Fitness why is it important




















Be active on most, preferably all, days every week. Do muscle strengthening activities on at least two days each week. Ways to increase physical activity Increases in daily activity can come from small changes made throughout your day, such as walking or cycling instead of using the car, getting off a tram, train or bus a stop earlier and walking the rest of the way, or walking the children to school.

See your doctor first It is a good idea to see your doctor before starting your physical activity program if: you are aged over 45 years physical activity causes pain in your chest you often faint or have spells of severe dizziness moderate physical activity makes you very breathless you are at a higher risk of heart disease you think you might have heart disease or you have heart problems you are pregnant.

Give feedback about this page. Was this page helpful? Yes No. View all keeping active. Related information. From other websites Beyond Blue. Bushwalk Victoria. Outdoors Victoria. Here are just a few of the ways physical activity can help you feel better, look better and live better.

Because, why not? Without regular activity, your body slowly loses its strength, stamina and ability to function properly. Exercise increases muscle strength, which in turn increases your ability to do other physical activities.

Stand up when you eat your apple a day! Too much sitting and other sedentary activities can increase your risk of heart disease and stroke. Being more active can help you:. People who are physically active and at a healthy weight live about seven years longer than those who are not active and are obese.

And the important part is that those extra years are generally healthier years! Staying active helps delay or prevent chronic illnesses and diseases associated with aging. So active adults maintain their quality of life and independence longer as they age.

This could be a week, month or day. The assessment relies on the person remembering and self-report. But we know that self-reporting activity is not accurate and people tend to over report how much they do. More sophisticated ways include the use of wearable devices such as accelerometers.

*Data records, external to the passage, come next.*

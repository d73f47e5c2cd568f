use std::collections::BinaryHeap;

use fxhash::FxHashMap;

use crate::{
    constants::{INVALID_NODE, MAX_WEIGHT},
    routing::HeapItem,
    types::NodeId,
    weighting::Weight,
};

use super::preparation_graph::CHPreparationGraph;

struct NodeData {
    settled: bool,
    weight: Weight,
}

impl NodeData {
    fn new() -> Self {
        NodeData {
            settled: false,
            weight: MAX_WEIGHT,
        }
    }
}

/// Dijkstra from one node that never passes through the node being
/// contracted. The search is resumed for every target of the same start.
pub(crate) struct WitnessSearch {
    heap: BinaryHeap<HeapItem>,
    data: FxHashMap<NodeId, NodeData>,
    start_node: NodeId,
    avoid_node: NodeId,
    settled_nodes: usize,
    sequence: usize,
}

impl WitnessSearch {
    pub fn new() -> Self {
        WitnessSearch {
            heap: BinaryHeap::default(),
            data: FxHashMap::default(),
            settled_nodes: 0,
            avoid_node: INVALID_NODE,
            start_node: INVALID_NODE,
            sequence: 0,
        }
    }

    pub fn init(&mut self, start_node: NodeId, avoid_node: NodeId) {
        self.heap.clear();
        self.data.clear();

        self.start_node = start_node;
        self.avoid_node = avoid_node;
        self.settled_nodes = 0;
        self.sequence = 0;

        self.update_node_data(start_node, 0.0);
        self.push(start_node, 0.0);
    }

    fn push(&mut self, node: NodeId, weight: Weight) {
        self.heap.push(HeapItem {
            priority: weight,
            sequence: self.sequence,
            index: node,
        });
        self.sequence += 1;
    }

    fn update_node_data(&mut self, node: NodeId, weight: Weight) {
        let data = self.data.entry(node).or_insert_with(NodeData::new);
        data.weight = weight;
        data.settled = false;
    }

    #[inline(always)]
    fn is_settled(&self, node: NodeId) -> bool {
        self.data.get(&node).is_some_and(|data| data.settled)
    }

    #[inline(always)]
    fn current_shortest_weight(&self, node: NodeId) -> Weight {
        self.data.get(&node).map_or(MAX_WEIGHT, |data| data.weight)
    }

    /// Weight of the lightest path found from the start to `target`, or
    /// [`MAX_WEIGHT`]. Stops once every path left is heavier than
    /// `max_weight` or `max_settled_nodes` nodes were settled.
    pub fn find_max_weight(
        &mut self,
        graph: &CHPreparationGraph,
        target: NodeId,
        max_weight: Weight,
        max_settled_nodes: usize,
    ) -> Weight {
        if self.start_node == target {
            return 0.0;
        }

        if self.is_settled(target) {
            return self.current_shortest_weight(target);
        }

        while let Some(&HeapItem {
            priority: weight,
            index: node,
            ..
        }) = self.heap.peek()
        {
            if self.settled_nodes >= max_settled_nodes || weight > max_weight {
                break;
            }

            self.heap.pop();
            if self.is_settled(node) {
                continue;
            }

            for arc in graph.out_arcs(node) {
                if arc.adj == self.avoid_node || self.is_settled(arc.adj) {
                    continue;
                }

                let next_weight = weight + arc.weight;
                if next_weight < self.current_shortest_weight(arc.adj) {
                    self.update_node_data(arc.adj, next_weight);
                    self.push(arc.adj, next_weight);
                }
            }

            self.settled_nodes += 1;
            if let Some(data) = self.data.get_mut(&node) {
                data.settled = true;
            }

            if node == target {
                break;
            }
        }

        self.current_shortest_weight(target)
    }
}

#[cfg(test)]
mod tests {
    use crate::test_graph_utils::{create_romania_graph, romania_weighting};

    use super::*;

    #[test]
    fn test_witness_avoids_node() {
        let graph = create_romania_graph();
        let weighting = romania_weighting(&graph);
        let prep_graph = CHPreparationGraph::new(&graph, &weighting);

        // Rimnicu Vilcea to Bucharest
        let mut witness_search = WitnessSearch::new();
        witness_search.init(15, INVALID_NODE);
        assert_eq!(
            witness_search.find_max_weight(&prep_graph, 2, MAX_WEIGHT, usize::MAX),
            198_000.0
        );

        // Avoiding Pitesti leaves the way through Sibiu and Fagaras
        witness_search.init(15, 14);
        assert_eq!(
            witness_search.find_max_weight(&prep_graph, 2, MAX_WEIGHT, usize::MAX),
            390_000.0
        );
    }

    #[test]
    fn test_witness_bounded_by_weight() {
        let graph = create_romania_graph();
        let weighting = romania_weighting(&graph);
        let prep_graph = CHPreparationGraph::new(&graph, &weighting);

        let mut witness_search = WitnessSearch::new();
        witness_search.init(15, 14);
        let weight = witness_search.find_max_weight(&prep_graph, 2, 198_000.0, usize::MAX);
        assert!(weight > 198_000.0);

        // Resuming with a larger bound finds the detour
        let weight = witness_search.find_max_weight(&prep_graph, 2, 400_000.0, usize::MAX);
        assert_eq!(weight, 390_000.0);
    }

    #[test]
    fn test_witness_settled_limit() {
        let graph = create_romania_graph();
        let weighting = romania_weighting(&graph);
        let prep_graph = CHPreparationGraph::new(&graph, &weighting);

        let mut witness_search = WitnessSearch::new();
        witness_search.init(15, 14);
        assert_eq!(
            witness_search.find_max_weight(&prep_graph, 2, MAX_WEIGHT, 1),
            MAX_WEIGHT
        );
    }
}
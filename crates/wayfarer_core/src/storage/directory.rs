use std::{
    fs,
    path::{Path, PathBuf},
};

use fxhash::FxHashMap;
use serde::Deserialize;

use crate::error::StorageError;

use super::{DEFAULT_SEGMENT_SIZE, DataAccess, DataAccessKind};

#[derive(Clone, Debug, Deserialize)]
#[serde(default)]
pub struct StorageConfig {
    pub kind: DataAccessKind,
    pub segment_size: usize,
    /// Per data access overrides, e.g. `{ "landmarks_car": "mmap" }`
    pub kinds: FxHashMap<String, DataAccessKind>,
}

impl Default for StorageConfig {
    fn default() -> Self {
        Self {
            kind: DataAccessKind::RamStore,
            segment_size: DEFAULT_SEGMENT_SIZE,
            kinds: FxHashMap::default(),
        }
    }
}

/// Location of a graph on disk and the factory of its data accesses
#[derive(Clone)]
pub struct GraphDirectory {
    location: Option<PathBuf>,
    config: StorageConfig,
}

impl GraphDirectory {
    /// Directory that keeps everything in memory
    pub fn in_memory() -> Self {
        Self::in_memory_with_segment_size(DEFAULT_SEGMENT_SIZE)
    }

    pub fn in_memory_with_segment_size(segment_size: usize) -> Self {
        Self {
            location: None,
            config: StorageConfig {
                kind: DataAccessKind::Ram,
                segment_size,
                kinds: FxHashMap::default(),
            },
        }
    }

    pub fn new<P: AsRef<Path>>(location: P, config: StorageConfig) -> Self {
        Self {
            location: Some(location.as_ref().to_path_buf()),
            config,
        }
    }

    pub fn location(&self) -> Option<&Path> {
        self.location.as_deref()
    }

    pub fn default_kind(&self) -> DataAccessKind {
        self.config.kind
    }

    pub fn file_path(&self, name: &str) -> Option<PathBuf> {
        self.location.as_ref().map(|location| location.join(name))
    }

    pub fn create(&self, name: &str) -> Result<DataAccess, StorageError> {
        let kind = self
            .config
            .kinds
            .get(name)
            .copied()
            .unwrap_or(self.config.kind);
        self.create_with_kind(name, kind)
    }

    pub fn create_with_kind(
        &self,
        name: &str,
        kind: DataAccessKind,
    ) -> Result<DataAccess, StorageError> {
        if let Some(location) = &self.location {
            fs::create_dir_all(location)?;
        }

        DataAccess::new(name, self.file_path(name), kind, self.config.segment_size)
    }

    /// Writes a small side file next to the data accesses
    pub(crate) fn write_file(&self, name: &str, bytes: &[u8]) -> Result<(), StorageError> {
        match self.file_path(name) {
            Some(path) => {
                if let Some(location) = &self.location {
                    fs::create_dir_all(location)?;
                }
                fs::write(path, bytes)?;
                Ok(())
            }
            None => Ok(()),
        }
    }

    pub(crate) fn read_file(&self, name: &str) -> Result<Option<Vec<u8>>, StorageError> {
        match self.file_path(name) {
            Some(path) if path.exists() => Ok(Some(fs::read(path)?)),
            _ => Ok(None),
        }
    }
}
impl BitAllocator {
    fn field_mask(bits: u32, shift: u32) -> u32 {
        (((1u64 << bits) - 1) as u32) << shift
    }

    fn claim(&mut self, name: &str, position: BitPosition, bits: u32) -> Result<(), EncodingError> {
        if position.shift + bits > 32 {
            return Err(EncodingError::InvalidPosition {
                name: name.to_string(),
                shift: position.shift,
                bits,
            });
        }

        let int_index = position.int_index as usize;
        let mask = Self::field_mask(bits, position.shift);
        if self.used.len() <= int_index {
            self.used.resize(int_index + 1, 0);
        }

        if self.used[int_index] & mask != 0 {
            let other = self
                .claims
                .iter()
                .find(|claim| claim.int_index == int_index && claim.mask & mask != 0)
                .map(|claim| claim.name.clone())
                .unwrap_or_default();
            return Err(EncodingError::Overlap {
                name: name.to_string(),
                other,
                int_index,
            });
        }

        self.used[int_index] |= mask;
        self.claims.push(Claim {
            name: name.to_string(),
            int_index,
            mask,
        });
        Ok(())
    }

    /// First free range of `bits` bits, never spanning two ints
    fn allocate(&mut self, name: &str, bits: u32) -> Result<BitPosition, EncodingError> {
        let mut int_index = 0;
        loop {
            let used = self.used.get(int_index).copied().unwrap_or(0);
            for shift in 0..=(32 - bits) {
                if used & Self::field_mask(bits, shift) == 0 {
                    let position = BitPosition {
                        int_index: int_index as u32,
                        shift,
                    };
                    self.claim(name, position, bits)?;
                    return Ok(position);
                }
            }
            int_index += 1;
        }
    }

    fn ints(&self) -> usize {
        self.used.len().max(1)
    }
}
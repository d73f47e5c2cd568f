#![allow(dead_code)]

use std::sync::Arc;

use rand::{Rng, SeedableRng, rngs::StdRng};
use wayfarer_core::{
    ev::EncodingManager,
    graph::{BaseGraph, Graph},
    storage::GraphDirectory,
    types::{EdgeId, NodeId},
    weighting::FastestWeighting,
};

pub fn encoding() -> Arc<EncodingManager> {
    Arc::new(EncodingManager::builder().add_defaults().build().unwrap())
}

pub fn set_car_speed(graph: &mut BaseGraph, edge: EdgeId, forward_speed: f64, backward_speed: f64) {
    let encoding = graph.encoding().clone();
    let access = encoding.access_enc("car").unwrap();
    let speed = encoding.average_speed_enc("car").unwrap();

    let mut flags = encoding.create_edge_flags();
    access.set_bool(false, &mut flags, forward_speed > 0.0);
    access.set_bool(true, &mut flags, backward_speed > 0.0);
    speed.set_decimal(false, &mut flags, forward_speed).unwrap();
    speed.set_decimal(true, &mut flags, backward_speed).unwrap();
    graph.set_flags(edge, &flags).unwrap();
}

pub fn car_weighting(graph: &BaseGraph) -> FastestWeighting {
    FastestWeighting::for_vehicle(graph.encoding(), "car").unwrap()
}

/// Road network of `nodes` nodes around (0, 0). A two-way spanning tree keeps
/// every node reachable, extra roads may be one-way.
pub fn road_network(directory: GraphDirectory, nodes: usize, extra_roads: usize, seed: u64) -> BaseGraph {
    let mut rng = StdRng::seed_from_u64(seed);
    let mut graph = BaseGraph::create(directory, encoding(), false, 1 << 12).unwrap();

    for node in 0..nodes {
        let lat = rng.random_range(-0.05..0.05);
        let lng = rng.random_range(-0.05..0.05);
        graph.set_node(node, lat, lng, None).unwrap();
    }

    for node in 1..nodes {
        let parent = rng.random_range(0..node);
        let straight = straight_distance(&graph, parent, node);
        let edge = graph.add_edge(parent, node, straight + 1.0).unwrap();
        set_car_speed(&mut graph, edge, 50.0, 50.0);
    }

    for _ in 0..extra_roads {
        let from = rng.random_range(0..nodes);
        let to = rng.random_range(0..nodes);
        if from == to {
            continue;
        }

        let distance = straight_distance(&graph, from, to) * rng.random_range(1.0..1.4) + 1.0;
        let edge = graph.add_edge(from, to, distance).unwrap();
        let forward_speed = 5.0 * rng.random_range(2..=24) as f64;
        let backward_speed = if rng.random_bool(0.15) {
            0.0
        } else {
            5.0 * rng.random_range(2..=24) as f64
        };
        set_car_speed(&mut graph, edge, forward_speed, backward_speed);
    }

    graph.freeze();
    graph
}

/// Grid of `rows` x `cols` nodes, `spacing` degrees apart
pub fn grid(rows: usize, cols: usize, spacing: f64) -> BaseGraph {
    let mut graph = BaseGraph::in_memory(encoding()).unwrap();
    for row in 0..rows {
        for col in 0..cols {
            graph
                .set_node(row * cols + col, row as f64 * spacing, col as f64 * spacing, None)
                .unwrap();
        }
    }

    let connect = |graph: &mut BaseGraph, from: NodeId, to: NodeId| {
        let distance = straight_distance(graph, from, to);
        let edge = graph.add_edge(from, to, distance).unwrap();
        set_car_speed(graph, edge, 50.0, 50.0);
    };
    for row in 0..rows {
        for col in 0..cols - 1 {
            connect(&mut graph, row * cols + col, row * cols + col + 1);
        }
    }
    for row in 0..rows - 1 {
        for col in 0..cols {
            connect(&mut graph, row * cols + col, (row + 1) * cols + col);
        }
    }

    graph.freeze();
    graph
}

fn straight_distance(graph: &BaseGraph, from: NodeId, to: NodeId) -> f64 {
    graph.node_point(from).haversine_distance(&graph.node_point(to))
}

pub fn assert_same_weight(actual: f64, expected: f64) {
    assert!(
        (actual - expected).abs() <= 1e-6 * expected.max(1.0),
        "{} != {}",
        actual,
        expected
    );
}
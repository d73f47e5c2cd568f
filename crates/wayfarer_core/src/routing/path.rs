use crate::{
    geopoint::GeoPoint,
    graph::{FetchMode, Graph},
    types::{EdgeId, NodeId},
    weighting::{Milliseconds, Weight, Weighting},
};

/// Route as a sequence of edges of the searched graph
#[derive(Clone, Debug, Default, PartialEq)]
pub struct Path {
    pub nodes: Vec<NodeId>,
    pub edges: Vec<EdgeId>,
    pub weight: Weight,
    /// Meters
    pub distance: f64,
    pub time: Milliseconds,
}

impl Path {
    /// Path starting at `start` and following `hops`, each hop being an edge
    /// and the node it leads to
    pub fn from_hops<G: Graph, W: Weighting>(
        graph: &G,
        weighting: &W,
        start: NodeId,
        hops: &[(EdgeId, NodeId)],
    ) -> Path {
        let mut path = Path {
            nodes: Vec::with_capacity(hops.len() + 1),
            edges: Vec::with_capacity(hops.len()),
            ..Path::default()
        };
        path.nodes.push(start);

        for &(edge, adj) in hops {
            let state = graph.edge_state(edge, adj);
            path.weight += weighting.calc_edge_weight(&state, false);
            path.time = path
                .time
                .saturating_add(weighting.calc_edge_millis(&state, false));
            path.distance += state.distance;
            path.edges.push(edge);
            path.nodes.push(adj);
        }

        path
    }

    pub fn start(&self) -> Option<NodeId> {
        self.nodes.first().copied()
    }

    pub fn end(&self) -> Option<NodeId> {
        self.nodes.last().copied()
    }

    /// Full geometry, tower and pillar points in travel order
    pub fn points<G: Graph>(&self, graph: &G) -> Vec<GeoPoint> {
        let Some(start) = self.start() else {
            return Vec::new();
        };

        let mut points = vec![graph.node_point(start)];
        for (index, &edge) in self.edges.iter().enumerate() {
            let state = graph.edge_state(edge, self.nodes[index + 1]);
            points.extend(graph.fetch_way_geometry(&state, FetchMode::PillarAndAdj));
        }
        points
    }
}
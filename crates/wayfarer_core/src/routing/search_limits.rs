use std::{
    sync::{
        Arc,
        atomic::{AtomicBool, Ordering},
    },
    time::{Duration, Instant},
};

use crate::error::RoutingError;

/// Bounds of a single search, checked every time a node is taken from the queue
#[derive(Clone, Debug, Default)]
pub struct SearchLimits {
    pub deadline: Option<Instant>,
    pub cancel: Option<Arc<AtomicBool>>,
    pub max_settled_nodes: Option<usize>,
}

impl SearchLimits {
    pub fn none() -> Self {
        Self::default()
    }

    pub fn with_timeout(mut self, timeout: Duration) -> Self {
        self.deadline = Some(Instant::now() + timeout);
        self
    }

    pub fn with_cancel_flag(mut self, cancel: Arc<AtomicBool>) -> Self {
        self.cancel = Some(cancel);
        self
    }

    pub fn with_max_settled_nodes(mut self, max_settled_nodes: usize) -> Self {
        self.max_settled_nodes = Some(max_settled_nodes);
        self
    }

    #[inline]
    pub fn check(&self, settled_nodes: usize) -> Result<(), RoutingError> {
        if let Some(cancel) = &self.cancel {
            if cancel.load(Ordering::Relaxed) {
                return Err(RoutingError::Cancelled);
            }
        }

        if let Some(max) = self.max_settled_nodes {
            if settled_nodes > max {
                return Err(RoutingError::MaxVisitedNodesExceeded(max));
            }
        }

        if let Some(deadline) = self.deadline {
            if Instant::now() >= deadline {
                return Err(RoutingError::Timeout);
            }
        }

        Ok(())
    }
}
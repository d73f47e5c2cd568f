//! Encoded values: named properties packed into the per-edge flags record.

mod encoded_value;
mod encoding_manager;

use smallvec::SmallVec;

pub use encoded_value::{
    BitPosition, BooleanEncodedValue, DecimalEncodedValue, EncodedValueDef, EncodedValueKind,
    EncodedValueLayout, EnumEncodedValue, EnumValue, IntEncodedValue, RoadClass,
};
pub use encoding_manager::{
    EncodingManager, EncodingManagerBuilder, MAX_SPEED, ROUNDABOUT, access_key,
    average_speed_key,
};

/// Raw flags record of one edge, `ints_for_flags` ints long
pub type EdgeFlags = SmallVec<[u32; 4]>;
use std::cmp::Ordering;

use thiserror::Error;

const FIRST_ELEMENT_INDEX: usize = 1;

/// Contraction priority, ordered with [`f64::total_cmp`]
#[derive(Copy, Clone, Debug, Default)]
pub struct Priority(pub f64);

impl PartialEq for Priority {
    fn eq(&self, other: &Self) -> bool {
        self.cmp(other) == Ordering::Equal
    }
}

impl Eq for Priority {}

impl PartialOrd for Priority {
    fn partial_cmp(&self, other: &Self) -> Option<Ordering> {
        Some(self.cmp(other))
    }
}

impl Ord for Priority {
    fn cmp(&self, other: &Self) -> Ordering {
        self.0.total_cmp(&other.0)
    }
}

/// Min-heap of node ids with updatable priorities
pub struct PriorityQueue<P>
where
    P: Ord,
{
    heap: Vec<(usize, P)>,
    positions: Vec<Option<usize>>,
    size: usize,
    max: usize,
}

#[derive(Error, Debug)]
pub enum PriorityQueueError {
    #[error("Priority queue is full")]
    Full,
    #[error("Element already exists in the priority queue")]
    ElementAlreadyExists,
}

impl<P> PriorityQueue<P>
where
    P: Ord + Copy + Default,
{
    pub fn new(max: usize) -> Self {
        let mut heap = Vec::with_capacity(max + 1);
        heap.push((max + 1, P::default()));
        Self {
            heap,
            positions: vec![None; max + 1],
            size: 0,
            max,
        }
    }

    pub fn len(&self) -> usize {
        self.size
    }

    pub fn is_empty(&self) -> bool {
        self.size == 0
    }

    pub fn contains(&self, id: usize) -> bool {
        self.positions[id].is_some()
    }

    pub fn push(&mut self, id: usize, priority: P) -> Result<usize, PriorityQueueError> {
        if id >= self.max {
            panic!("ID {} out of bounds, max: {}", id, self.max)
        }

        if self.size == self.max {
            return Err(PriorityQueueError::Full);
        }

        if self.contains(id) {
            return Err(PriorityQueueError::ElementAlreadyExists);
        }

        self.size += 1;
        self.heap.push((id, priority));
        self.positions[id] = Some(self.size);
        self.sift_up(self.size);

        Ok(id)
    }

    pub fn peek(&self) -> Option<&(usize, P)> {
        self.heap.get(FIRST_ELEMENT_INDEX)
    }

    pub fn pop(&mut self) -> Option<(usize, P)> {
        if self.size == 0 {
            return None;
        }

        let (id, priority) = self.heap.swap_remove(FIRST_ELEMENT_INDEX);
        self.size -= 1;
        self.positions[id] = None;

        if self.size > 0 {
            // The last element becomes the first one
            self.positions[self.heap[FIRST_ELEMENT_INDEX].0] = Some(FIRST_ELEMENT_INDEX);
            self.sift_down(FIRST_ELEMENT_INDEX);
        }

        Some((id, priority))
    }

    /// Pushes `id` or moves it to its new place
    pub fn upsert(&mut self, id: usize, priority: P) {
        if self.contains(id) {
            self.update_priority(id, priority);
        } else {
            // Cannot be full, every id has a slot
            let _ = self.push(id, priority);
        }
    }

    pub fn update_priority(&mut self, id: usize, priority: P) {
        if let Some(position) = self.positions[id] {
            let current_priority = self.heap[position].1;
            self.heap[position] = (id, priority);

            match priority.cmp(&current_priority) {
                Ordering::Greater => self.sift_down(position),
                Ordering::Less => self.sift_up(position),
                Ordering::Equal => {}
            }
        }
    }

    pub fn clear(&mut self) {
        self.positions.fill(None);
        self.heap.clear();
        self.heap.push((self.max + 1, P::default()));
        self.size = 0;
    }

    fn sift_up(&mut self, element_index: usize) {
        if element_index == FIRST_ELEMENT_INDEX {
            return;
        }

        let mut index = element_index;
        let priority = self.heap[index].1;
        while index >> 1 > 0 && priority < self.heap[index >> 1].1 {
            let parent_index = index >> 1;
            self.heap.swap(index, parent_index);
            self.positions[self.heap[index].0] = Some(index);
            index = parent_index;
        }

        self.positions[self.heap[index].0] = Some(index);
    }

    fn sift_down(&mut self, element_index: usize) {
        if self.size == 0 {
            return;
        }

        let mut index = element_index;
        let priority = self.heap[index].1;

        while index << 1 <= self.size {
            let left_child_index = index << 1;
            let right_child_index = left_child_index + 1;

            let mut child_index = left_child_index;
            if right_child_index <= self.size
                && self.heap[right_child_index].1 < self.heap[left_child_index].1
            {
                child_index = right_child_index;
            }

            if priority <= self.heap[child_index].1 {
                break;
            }

            self.heap.swap(index, child_index);
            self.positions[self.heap[index].0] = Some(index);
            index = child_index;
        }

        self.positions[self.heap[index].0] = Some(index);
    }
}
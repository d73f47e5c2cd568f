use std::path::PathBuf;

use thiserror::Error;

use crate::types::{EdgeId, NodeId};

#[derive(Error, Debug, PartialEq)]
pub enum EncodingError {
    #[error("Encoded value {name} cannot use {bits} bits, it must be between 1 and 31")]
    InvalidBits { name: String, bits: u32 },
    #[error("Encoded value {0} is registered twice")]
    DuplicateName(String),
    #[error("Encoded value {name} overlaps with {other} in int {int_index}")]
    Overlap {
        name: String,
        other: String,
        int_index: usize,
    },
    #[error("Encoded value {name} cannot be pinned at shift {shift}, {bits} bits do not fit in an int")]
    InvalidPosition { name: String, shift: u32, bits: u32 },
    #[error("Unknown encoded value {0}")]
    UnknownName(String),
    #[error("Encoded value {name} is a {actual}, not a {expected}")]
    WrongType {
        name: String,
        expected: &'static str,
        actual: &'static str,
    },
    #[error("Value {value} is out of range [{min}, {max}] for encoded value {name}")]
    OutOfRange {
        name: String,
        value: f64,
        min: f64,
        max: f64,
    },
}

#[derive(Error, Debug)]
pub enum StorageError {
    #[error("I/O error: {0}")]
    Io(#[from] std::io::Error),
    #[error("Data access {0} was not created or loaded")]
    Uninitialized(String),
    #[error("Data access {name} needs a location on disk for kind {kind}")]
    MissingLocation { name: String, kind: &'static str },
    #[error("File {path} is not a valid data access file: {reason}")]
    InvalidHeader { path: PathBuf, reason: String },
    #[error("Segment size {0} must be a power of two and at least 128 bytes")]
    InvalidSegmentSize(usize),
    #[error("Stored encoding does not match the encoding manager, offsets would be stale")]
    IncompatibleEncoding,
    #[error("Failed to (de)serialize {0}")]
    Serialization(String),
}

#[derive(Error, Debug)]
pub enum GraphError {
    #[error("Graph is frozen, no edges can be added")]
    Frozen,
    #[error("Node {node} is out of range, the graph can hold up to {max} nodes")]
    NodeOutOfRange { node: NodeId, max: usize },
    #[error("Edge {0} does not exist")]
    UnknownEdge(EdgeId),
    #[error("Edge {edge} is not adjacent to node {node}")]
    NotAdjacent { edge: EdgeId, node: NodeId },
    #[error(transparent)]
    Storage(#[from] StorageError),
    #[error(transparent)]
    Encoding(#[from] EncodingError),
}

#[derive(Error, Debug)]
pub enum PreparationError {
    #[error("Cannot prepare an empty graph")]
    EmptyGraph,
    #[error("Graph must be frozen before preparation")]
    NotFrozen,
    #[error("Unknown profile {0}")]
    UnknownProfile(String),
    #[error("Invalid node ordering: {0}")]
    InvalidNodeOrdering(String),
    #[error("Prepared data was created for profile {stored}, not {requested}")]
    ProfileMismatch { stored: String, requested: String },
    #[error("{suggestions} landmark suggestions are fewer than the {landmarks} required landmarks")]
    TooFewSuggestions {
        suggestions: usize,
        landmarks: usize,
    },
    #[error("Invalid configuration: {0}")]
    InvalidConfig(String),
    #[error(transparent)]
    Storage(#[from] StorageError),
    #[error(transparent)]
    Suggestion(#[from] SuggestionError),
}

#[derive(Error, Debug)]
pub enum SuggestionError {
    #[error("Cannot parse landmark suggestion line {line}: {content}")]
    InvalidLine { line: usize, content: String },
    #[error("No node found for the suggested points {0:?}")]
    UnresolvedPoints(Vec<(f64, f64)>),
    #[error("Cannot read landmark suggestions: {0}")]
    Io(#[from] std::io::Error),
}

#[derive(Error, Debug, PartialEq, Eq)]
pub enum RoutingError {
    #[error("Nodes {from} and {to} are in different subnetworks")]
    Disconnected { from: NodeId, to: NodeId },
    #[error("No connection found between {from} and {to}")]
    ConnectionNotFound { from: NodeId, to: NodeId },
    #[error("Search was cancelled")]
    Cancelled,
    #[error("Search exceeded its deadline")]
    Timeout,
    #[error("Search settled more than {0} nodes")]
    MaxVisitedNodesExceeded(usize),
    #[error("Node {0} does not exist")]
    InvalidNode(NodeId),
    #[error("No start or end node given")]
    EmptyQuery,
    #[error("Shortcut {0} does not unpack into its original edges")]
    InvalidShortcut(usize),
}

In many studies, fitness is measured in a lab setting usually using a treadmill that progressively increases in speed and incline until the person is exhausted. A longer time on the treadmill means a higher fitness level.

More involved tests use a mask to measure the amount of oxygen the person uses to exercise. Compared to assessing physical activity, measuring fitness is far more robust.

This may be one of the reasons why fitness is superior to activity when it comes to health. There are also physiological underpinnings to the benefits of fitness.

Your body becomes more efficient and capable of handling physical work. Taking care of your brain and body is accomplished by staying hydrated, eating nutrient-rich foods like fruits and vegetables, stretching, doing aerobic exercises such as running or swimming, and building strong muscles through weight training or calisthenics, like push-ups and pull-ups.

Aerobic fitness gives the freedom to experience the activity and happiness that life has to offer! So, why is physical fitness important? With all the extra energy that being fit provides, your potential for accomplishing the things that make life enjoyable will be profoundly enhanced! Or explore the basics of fitness with the 5 Components of Physical Fitness.